Nureddin Yıldız yazdı
İnsan, cenin olarak ana rahminde durduğu andan itibaren mükerremdir. Yaşadığı sürece bu mükerremlikle muamele görür, ölünce de mükerremliği devam eder. Hayatının her anında muhterem, el üstünde ve göz önündedir insan. Bu mükerremliği de insana, insanlardan ya da meleklerden oluşan bir kurul, bir mahkeme lütfetmemiştir. Onu yaratan, bu saygınlığı takdir ederek yaratmıştır. İnsanın saygınlığı, dirisinin ve ölüsünün el üstünde oluşu, sonradan kazanılmış bir hak değil, yaratılıştan gelen, ilk babadan intikal eden fıtri bir hakikattir.

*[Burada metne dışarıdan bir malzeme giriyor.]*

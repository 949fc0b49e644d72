// crates/dos2unix-cli/src/cmd/newfile.rs

use std::fs::{self, File};

use anyhow::{Context, Result};

use crate::config::FilePair;
use crate::io::files::{convert_into, copy_mtime};

pub fn run(pairs: &[FilePair], keepdate: bool) -> Result<()> {
    for pair in pairs {
        convert_pair(pair, keepdate)?;
    }
    Ok(())
}

pub fn convert_pair(pair: &FilePair, keepdate: bool) -> Result<u64> {
    let FilePair { input, output } = pair;

    let meta = fs::metadata(input).with_context(|| format!("stat {}", input.display()))?;
    if same_file(pair) {
        anyhow::bail!(
            "input and output are the same file: {} (use old file mode)",
            input.display()
        );
    }

    let out = File::create(output).with_context(|| format!("create {}", output.display()))?;

    tracing::info!(
        "converting file {} to file {} in UNIX format",
        input.display(),
        output.display()
    );
    let (out, n) = convert_into(input, out)?;

    if keepdate {
        copy_mtime(&out, &meta).with_context(|| format!("keep date of {}", output.display()))?;
    }

    tracing::debug!("{}: wrote {n} bytes", output.display());
    Ok(n)
}

fn same_file(pair: &FilePair) -> bool {
    match (fs::canonicalize(&pair.input), fs::canonicalize(&pair.output)) {
        (Ok(a), Ok(b)) => a == b,
        _ => false,
    }
}
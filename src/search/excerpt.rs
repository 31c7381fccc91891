use crate::document::Resource;
use crate::extract;
use crate::query::MatchRange;
use crate::search::locator::SearchResult;
use serde::Serialize;

/// Default trailing context after the match, in chars.
pub const DEFAULT_TRAILING_CONTEXT: usize = 30;

/// A display window around one match: the matched text plus limited trailing
/// context.
///
/// `match_range` is the match's sub-range *within* `context`, char units.
/// Downstream rendering emphasizes that sub-range and de-emphasizes the
/// rest; this type only reports which part is which.
#[derive(Debug, Clone, PartialEq, Eq, Serialize)]
pub struct Excerpt {
    pub context: String,
    pub match_range: MatchRange,
}

impl<'r, R: Resource> SearchResult<'r, R> {
    /// Resolve this result to a display excerpt with the default trailing
    /// context length.
    ///
    /// Computed on demand, not stored: the resource's text is re-extracted
    /// at access time. Excerpting is rare (one visible row at a time)
    /// relative to scanning, so re-reading beats caching every page's text
    /// for the lifetime of the result list.
    pub fn excerpt(&self) -> Option<Excerpt> {
        self.excerpt_with(DEFAULT_TRAILING_CONTEXT)
    }

    /// Resolve this result to a display excerpt with an explicit trailing
    /// context length.
    ///
    /// Returns `None` on any failure - the resource became unreadable, or
    /// the stored offsets no longer land inside the re-extracted text. The
    /// caller renders a fallback (e.g. the raw query string) instead.
    pub fn excerpt_with(&self, trailing_context: usize) -> Option<Excerpt> {
        let text = extract::plain_text(self.resource()).ok()?;
        excerpt_at(&text, self.range(), trailing_context)
    }
}

/// Slice a clamped context window out of `text` and locate the match within
/// it.
///
/// The matched substring is a prefix of the window by construction, but it
/// is re-located via substring search anyway; if extraction produced
/// different text this time around, the mismatch surfaces as `None` rather
/// than a bogus highlight range.
pub(crate) fn excerpt_at(
    text: &str,
    range: MatchRange,
    trailing_context: usize,
) -> Option<Excerpt> {
    if range.start > range.end {
        return None;
    }

    let start = byte_of_char(text, range.start)?;
    let match_end = byte_of_char(text, range.end)?;
    let context_end = byte_of_char_clamped(text, range.end.saturating_add(trailing_context));

    let matched = &text[start..match_end];
    let context = &text[start..context_end];

    let at = context.find(matched)?;
    let rel_start = context[..at].chars().count();
    let rel_end = rel_start + matched.chars().count();

    Some(Excerpt {
        context: context.to_string(),
        match_range: MatchRange::new(rel_start, rel_end),
    })
}

/// Byte index of the char at `char_off`; `text.len()` when `char_off` equals
/// the char count, `None` when it is past the end.
fn byte_of_char(text: &str, char_off: usize) -> Option<usize> {
    if char_off == 0 {
        return Some(0);
    }
    let mut seen = 0;
    for (byte, _) in text.char_indices() {
        if seen == char_off {
            return Some(byte);
        }
        seen += 1;
    }
    (seen == char_off).then_some(text.len())
}

fn byte_of_char_clamped(text: &str, char_off: usize) -> usize {
    byte_of_char(text, char_off).unwrap_or(text.len())
}
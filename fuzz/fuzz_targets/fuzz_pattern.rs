#![no_main]

use libfuzzer_sys::fuzz_target;
use quire::query::Pattern;

fuzz_target!(|data: (&str, &str)| {
    let (query, text) = data;

    // Any non-empty query compiles; scanning must never panic, and every
    // reported range must be sorted, disjoint, and inside the text.
    if let Ok(pattern) = Pattern::compile(query) {
        let matches = pattern.find_all(text);
        let total = text.chars().count();

        let mut prev_end = 0;
        for m in matches {
            assert!(m.start <= m.end);
            assert!(m.end <= total);
            assert!(m.start >= prev_end);
            prev_end = m.end;
        }
    }
});
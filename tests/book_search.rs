//! End-to-end search over a synthetic multi-page book.
//!
//! Exercises the whole pipeline the way a reader shell would drive it:
//! spine-ordered resources in, flat result list out, excerpts resolved
//! lazily per visible row.

use quire::document::{FileResource, MemoryResource, Resource};
use quire::query::MatchRange;
use quire::search::{CancelToken, search_document, search_document_cancellable};
use std::fs;
use std::io;
use std::path::PathBuf;

/// A spine entry that is either a readable page or a corrupt one.
enum Page {
    Ok(MemoryResource),
    Corrupt(&'static str),
}

impl Resource for Page {
    fn id(&self) -> &str {
        match self {
            Page::Ok(res) => res.id(),
            Page::Corrupt(id) => id,
        }
    }

    fn href(&self) -> &str {
        match self {
            Page::Ok(res) => res.href(),
            Page::Corrupt(id) => id,
        }
    }

    fn load(&self) -> io::Result<String> {
        match self {
            Page::Ok(res) => res.load(),
            Page::Corrupt(_) => Err(io::Error::new(io::ErrorKind::InvalidData, "bad encoding")),
        }
    }
}

fn page(id: &str, body: &str) -> Page {
    Page::Ok(MemoryResource::new(
        id,
        format!("{id}.xhtml"),
        format!("<html><body>{body}</body></html>"),
    ))
}

fn spine() -> Vec<Page> {
    vec![
        page("ch1", "<h1>Chapter One</h1><p>A raven perched above the door.</p>"),
        Page::Corrupt("ch2"),
        page(
            "ch3",
            "<p>The raven said &quot;nevermore&quot;.</p><p>Still the raven sat.</p>",
        ),
        page("ch4", "<p>No birds at all in this one.</p>"),
    ]
}

#[test]
fn corrupt_page_is_skipped_and_order_preserved() {
    let book = spine();
    let results = search_document("raven", &book);

    let ids: Vec<&str> = results.iter().map(|r| r.resource().id()).collect();
    assert_eq!(ids, vec!["ch1", "ch3", "ch3"]);

    // Within ch3, matches ascend by offset.
    assert!(results[1].range().start < results[2].range().start);
}

#[test]
fn results_carry_query_and_navigable_resource() {
    let book = spine();
    let results = search_document("raven", &book);

    assert!(!results.is_empty());
    for result in &results {
        assert_eq!(result.query(), "raven");
        assert!(result.resource().href().ends_with(".xhtml"));
    }
}

#[test]
fn excerpts_resolve_lazily_per_result() {
    let book = spine();
    let results = search_document("raven", &book);

    let excerpt = results[0].excerpt().unwrap();
    let rel = excerpt.match_range;
    let emphasized: String = excerpt
        .context
        .chars()
        .skip(rel.start)
        .take(rel.end - rel.start)
        .collect();
    assert!(emphasized.contains("raven"));
    // Trailing context follows the match, never precedes it.
    assert!(excerpt.context.chars().count() <= rel.len() + 30);
}

#[test]
fn match_spans_inline_markup() {
    let book = vec![page("ch1", "<p>ne<em>ver</em>more</p>")];
    let results = search_document("nevermore", &book);
    assert_eq!(results.len(), 1);
}

#[test]
fn decoded_entities_are_searchable() {
    let book = spine();
    let results = search_document("\"nevermore\"", &book);
    assert_eq!(results.len(), 1);
    assert_eq!(results[0].resource().id(), "ch3");
}

#[test]
fn empty_query_is_a_no_op() {
    let book = spine();
    assert!(search_document("", &book).is_empty());
}

#[test]
fn superseded_search_discards_its_results() {
    let book = spine();
    let cancel = CancelToken::new();
    cancel.cancel();
    assert!(search_document_cancellable("raven", &book, &cancel).is_none());
}

#[test]
fn repeated_searches_are_identical() {
    let book = spine();
    let first = search_document("raven", &book);
    let second = search_document("raven", &book);

    let key = |r: &quire::search::SearchResult<'_, Page>| -> (String, MatchRange) {
        (r.resource().id().to_string(), r.range())
    };
    assert_eq!(
        first.iter().map(key).collect::<Vec<_>>(),
        second.iter().map(key).collect::<Vec<_>>()
    );
}

#[cfg(feature = "parallel")]
#[test]
fn parallel_search_preserves_spine_order() {
    use quire::search::search_document_parallel;

    let book = spine();
    let sequential = search_document("raven", &book);
    let parallel = search_document_parallel("raven", &book, &CancelToken::new()).unwrap();

    assert_eq!(sequential.len(), parallel.len());
    for (a, b) in sequential.iter().zip(&parallel) {
        assert_eq!(a.resource().id(), b.resource().id());
        assert_eq!(a.range(), b.range());
    }
}

/// File-backed pages behave like in-memory ones, and a page deleted between
/// the match pass and excerpting degrades to a missing excerpt, not a crash.
#[test]
fn file_backed_book_and_vanishing_page() {
    let dir: PathBuf = std::env::temp_dir()
        .join("quire_test_fixtures")
        .join(format!("book_{}", std::process::id()));
    let _ = fs::remove_dir_all(&dir);
    fs::create_dir_all(&dir).expect("failed to create fixture dir");

    let ch1 = dir.join("ch1.xhtml");
    let ch2 = dir.join("ch2.xhtml");
    fs::write(&ch1, "<html><body><p>the quick brown fox</p></body></html>").unwrap();
    fs::write(&ch2, "<html><body><p>quick as a flash</p></body></html>").unwrap();

    let book = vec![
        FileResource::new("ch1", "ch1.xhtml", &ch1),
        FileResource::new("ch2", "ch2.xhtml", &ch2),
    ];

    let results = search_document("quick", &book);
    assert_eq!(results.len(), 2);
    assert_eq!(results[0].resource().id(), "ch1");
    assert_eq!(results[1].resource().id(), "ch2");
    assert!(results[0].excerpt().is_some());

    // The second page vanishes before its excerpt is requested.
    fs::remove_file(&ch2).unwrap();
    assert!(results[1].excerpt().is_none());

    let _ = fs::remove_dir_all(&dir);
}
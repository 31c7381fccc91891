#![no_main]

use libfuzzer_sys::fuzz_target;

fuzz_target!(|data: &str| {
    // Extraction must never panic, whatever the markup looks like.
    let _ = quire::extract::strip_markup(data);
});
//! Markup-to-text extraction.
//!
//! Converts one resource's raw markup into the plain text the matcher and
//! excerpt code operate on. Stripping is a single pass over the input:
//!
//! - Tags are removed. Line-breaking tags (`<p>`, `<br>`, headings, ...)
//!   emit a `\n` so paragraph boundaries survive; inline tags (`<em>`,
//!   `<span>`, ...) emit nothing, so text split only by formatting stays
//!   contiguous and matchable.
//! - `<script>`/`<style>` element content and `<!-- -->` comments are
//!   dropped entirely.
//! - Character entities are decoded (the `entities` submodule has the
//!   table).
//!
//! No whitespace normalization happens beyond what stripping naturally
//! produces; the matcher's tolerances absorb the rest.

mod entities;

use crate::document::Resource;
use crate::error::SearchError;
use entities::decode_entities_into;

/// Strip markup from raw resource content, yielding human-visible plain text
/// in document order.
///
/// Pure function of its input; never fails. Malformed markup degrades
/// gracefully: an unterminated tag or comment swallows the remainder of the
/// input, and a `<` that cannot open a tag is kept as literal text.
pub fn strip_markup(raw: &str) -> String {
    let mut out = String::with_capacity(raw.len() / 2);
    let mut rest = raw;

    while let Some(lt) = rest.find('<') {
        decode_entities_into(&rest[..lt], &mut out);
        let after = &rest[lt + 1..];

        if let Some(comment) = after.strip_prefix("!--") {
            match comment.find("-->") {
                Some(end) => rest = &comment[end + 3..],
                None => return out,
            }
            continue;
        }

        // A '<' not followed by a plausible tag opener is literal text.
        match after.chars().next() {
            Some(c) if c.is_ascii_alphabetic() || c == '/' || c == '!' || c == '?' => {}
            Some(_) => {
                out.push('<');
                rest = after;
                continue;
            }
            None => return out,
        }

        let Some(gt) = after.find('>') else {
            // Unterminated tag at end of input.
            return out;
        };
        let tag = &after[..gt];
        rest = &after[gt + 1..];

        let name = tag_name(tag);
        if name.eq_ignore_ascii_case("script") || name.eq_ignore_ascii_case("style") {
            if !tag.starts_with('/') && !tag.ends_with('/') {
                rest = skip_raw_element(rest, name);
            }
        } else if is_line_break_tag(name) {
            out.push('\n');
        }
    }

    decode_entities_into(rest, &mut out);
    out
}

/// Load a resource and strip its markup.
///
/// The only fallible step in the pipeline: a resource that cannot be loaded
/// or decoded maps to [`SearchError::ResourceLoad`], which the locator treats
/// as "this page is unsearchable" and skips.
pub fn plain_text<R: Resource>(resource: &R) -> Result<String, SearchError> {
    let raw = resource
        .load()
        .map_err(|source| SearchError::resource_load(resource.id(), source))?;
    Ok(strip_markup(&raw))
}

/// Element name of a raw tag body: `/p class="x"` -> `p`, `br/` -> `br`.
fn tag_name(tag: &str) -> &str {
    let body = tag.strip_prefix('/').unwrap_or(tag);
    let end = body
        .find(|c: char| !c.is_ascii_alphanumeric())
        .unwrap_or(body.len());
    &body[..end]
}

/// Tags whose presence marks a line boundary in the extracted text.
fn is_line_break_tag(name: &str) -> bool {
    matches!(
        name.to_ascii_lowercase().as_str(),
        "p" | "br"
            | "div"
            | "h1"
            | "h2"
            | "h3"
            | "h4"
            | "h5"
            | "h6"
            | "li"
            | "ul"
            | "ol"
            | "dl"
            | "dt"
            | "dd"
            | "tr"
            | "table"
            | "blockquote"
            | "pre"
            | "hr"
            | "section"
            | "article"
            | "aside"
            | "header"
            | "footer"
            | "figure"
            | "figcaption"
            | "nav"
    )
}

/// Skip the content of a raw-text element until its matching close tag.
/// `name` is the element name as it appeared in the open tag.
fn skip_raw_element<'a>(mut rest: &'a str, name: &str) -> &'a str {
    loop {
        let Some(lt) = rest.find("</") else {
            return "";
        };
        let after = &rest[lt + 2..];
        let closes = after
            .get(..name.len())
            .is_some_and(|s| s.eq_ignore_ascii_case(name));
        if closes {
            return match after.find('>') {
                Some(gt) => &after[gt + 1..],
                None => "",
            };
        }
        rest = after;
    }
}

#[cfg(test)]
mod tests {
    use super::*;
    use crate::document::MemoryResource;

    #[test]
    fn test_strip_inline_tags_keeps_text_adjacent() {
        assert_eq!(strip_markup("a<span>b</span>c"), "abc");
        assert_eq!(strip_markup("qu<em>ick</em> fox"), "quick fox");
    }

    #[test]
    fn test_block_tags_emit_line_breaks() {
        assert_eq!(strip_markup("<p>Hello</p>"), "\nHello\n");
        assert_eq!(strip_markup("one<br/>two"), "one\ntwo");
    }

    #[test]
    fn test_text_between_tags_preserved_exactly() {
        assert_eq!(
            strip_markup("<p>The quick  brown\tfox</p>"),
            "\nThe quick  brown\tfox\n"
        );
    }

    #[test]
    fn test_comments_dropped() {
        assert_eq!(strip_markup("a<!-- hidden -->b"), "ab");
    }

    #[test]
    fn test_unterminated_comment_swallows_rest() {
        assert_eq!(strip_markup("a<!-- hidden"), "a");
    }

    #[test]
    fn test_script_and_style_content_dropped() {
        assert_eq!(
            strip_markup("a<script>var x = '<b>not text</b>';</script>b"),
            "ab"
        );
        assert_eq!(strip_markup("a<style>p { color: red }</style>b"), "ab");
        assert_eq!(strip_markup("a<SCRIPT>x</SCRIPT>b"), "ab");
    }

    #[test]
    fn test_self_closing_script_does_not_swallow() {
        assert_eq!(strip_markup("a<script src=\"x.js\"/>b"), "ab");
    }

    #[test]
    fn test_literal_angle_bracket_kept() {
        assert_eq!(strip_markup("a < b"), "a < b");
        assert_eq!(strip_markup("1<2"), "1<2");
    }

    #[test]
    fn test_doctype_and_pi_dropped() {
        assert_eq!(
            strip_markup("<?xml version=\"1.0\"?><!DOCTYPE html>hi"),
            "hi"
        );
    }

    #[test]
    fn test_entities_decoded() {
        assert_eq!(strip_markup("Fish &amp; Chips"), "Fish & Chips");
        assert_eq!(strip_markup("x &lt; y &gt; z"), "x < y > z");
    }

    #[test]
    fn test_non_ascii_text_preserved() {
        assert_eq!(strip_markup("<p>Das M\u{e4}dchen</p>"), "\nDas M\u{e4}dchen\n");
    }

    #[test]
    fn test_unterminated_tag_swallows_rest() {
        assert_eq!(strip_markup("abc<p unfinished"), "abc");
    }

    #[test]
    fn test_plain_text_loads_and_strips() {
        let res = MemoryResource::new("ch1", "ch1.xhtml", "<p>hello</p>");
        assert_eq!(plain_text(&res).unwrap(), "\nhello\n");
    }
}
use std::io;
use thiserror::Error;

/// Failures the search core can report.
///
/// No variant is fatal to a whole-document search: an empty query means "no
/// search performed", and a resource that fails to load is skipped while the
/// pass continues over the remaining pages. Excerpt unavailability is not an
/// error at all; it is modeled as `None`.
#[derive(Debug, Error)]
pub enum SearchError {
    /// The query string was empty. Every non-empty query compiles.
    #[error("search query is empty")]
    EmptyQuery,

    /// A resource's raw content could not be loaded or decoded.
    #[error("failed to load resource `{id}`")]
    ResourceLoad {
        id: String,
        #[source]
        source: io::Error,
    },
}

impl SearchError {
    pub(crate) fn resource_load(id: &str, source: io::Error) -> Self {
        Self::ResourceLoad {
            id: id.to_string(),
            source,
        }
    }
}
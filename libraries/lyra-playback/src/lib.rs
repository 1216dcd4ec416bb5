//! Lyra Player - Playback Engine
//!
//! Platform-agnostic audio playback and spectrum visualization for Lyra
//! Player.
//!
//! This crate provides:
//! - A playback session owning one media element, one analyzer and one frame
//!   scheduler for its lifetime
//! - The transport state machine (load, play, pause, seek, volume, ended)
//! - Shuffle and repeat (none, all, one) over a cursor-tracked queue
//! - A spectrum sampler and visualizer reducer driven by a render loop that
//!   only runs while audio plays
//! - Notifications over `tokio::sync::broadcast` and snapshots over
//!   `tokio::sync::watch`
//!
//! # Architecture
//!
//! Hardware is reached only through the traits in [`host`]. The `wasm`
//! feature provides browser implementations (`HTMLAudioElement`, Web Audio
//! `AnalyserNode`, `requestAnimationFrame`, `localStorage`) and a
//! JavaScript-facing `WebPlayer`.
//!
//! # Example: Driving a session
//!
//! ```rust,no_run
//! use lyra_playback::{
//!     inbox, PlaybackConfig, PlaybackSession, PlayerCommand, Queue,
//! };
//! # use lyra_playback::host::{AnalysisBackend, FrameScheduler, MediaElement};
//! # async fn example<M, A, F>(media: M, analysis: A, frames: F, tracks: Vec<lyra_core::Track>)
//! # where
//! #     M: MediaElement,
//! #     A: AnalysisBackend<Source = M::Source>,
//! #     F: FrameScheduler,
//! # {
//! let config = PlaybackConfig::default();
//! let (tx, rx) = inbox();
//!
//! let session = PlaybackSession::new(&config, media, analysis, frames);
//! let player = session.handle(tx);
//!
//! player.send(PlayerCommand::PlayQueue(Queue::with_tracks(tracks, Some(0)))).ok();
//! player.send(PlayerCommand::SetVolume(0.8)).ok();
//!
//! // Runs until `player.shutdown()`
//! session.run(rx).await;
//! # }
//! ```

pub mod command;
pub mod config;
mod error;
pub mod events;
pub mod host;
pub mod policy;
mod queue;
pub mod scheduler;
mod session;
pub mod spectrum;
pub mod transport;
pub mod types;
pub mod visualizer;

#[cfg(feature = "wasm")]
pub mod wasm;

// Re-export main types
pub use command::{inbox, Inbox, PlayerCommand, PlayerHandle, SessionMessage};
pub use config::PlaybackConfig;
pub use error::{PlaybackError, Result};
pub use events::PlaybackEvent;
pub use host::{AnalysisBackend, FrameScheduler, FrameToken, MediaElement, MediaEvent};
pub use policy::{decide, Advance, AdvanceTrigger};
pub use queue::Queue;
pub use session::PlaybackSession;
pub use types::{PlaybackState, RepeatMode, TransportState, VisualizerBars};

İnsana bebek hâlinde iken ilgi göstermekle, bir tür bebekleştiği ileri yaş hâline ulaştığında ilgi göstermenin adları değişik olsa da bu iki durum mantıken aynıdır. Birine ‘şefkat’ diğerine ‘saygı’ adının verilmesi, sonucu değiştirmez. Küçüğümüze şefkatli davranmak, büyüğümüze saygılı olmak bu ümmetten olmanın ilk yansıyan karakteristik yapısında vardır. İnsanın ileri yaşları itilmişlik yaşları değil, öne geçmişlik yaşlarıdır. Çünkü insan, elinin, dilinin, gücünün aktif olmasından ötürü saygın değildir ki onu güçlü yapan değerlerini yitirince saygınlığı kaybolmuş olsun. İnsan sadece insan olduğu için saygındır. İnsanlıkta da çok yıl eskitmiş olmak, yaşlanmış hâle gelmek, bir anlamda insanlıkta ilerlemiş olmaktır. Başkalarına göre on yıl, yirmi yıl ileride olmak, ileride olduğu kadar saygı görmeyi gerektirmektedir. Mantık kadar iman da bunu gerektirmektedir.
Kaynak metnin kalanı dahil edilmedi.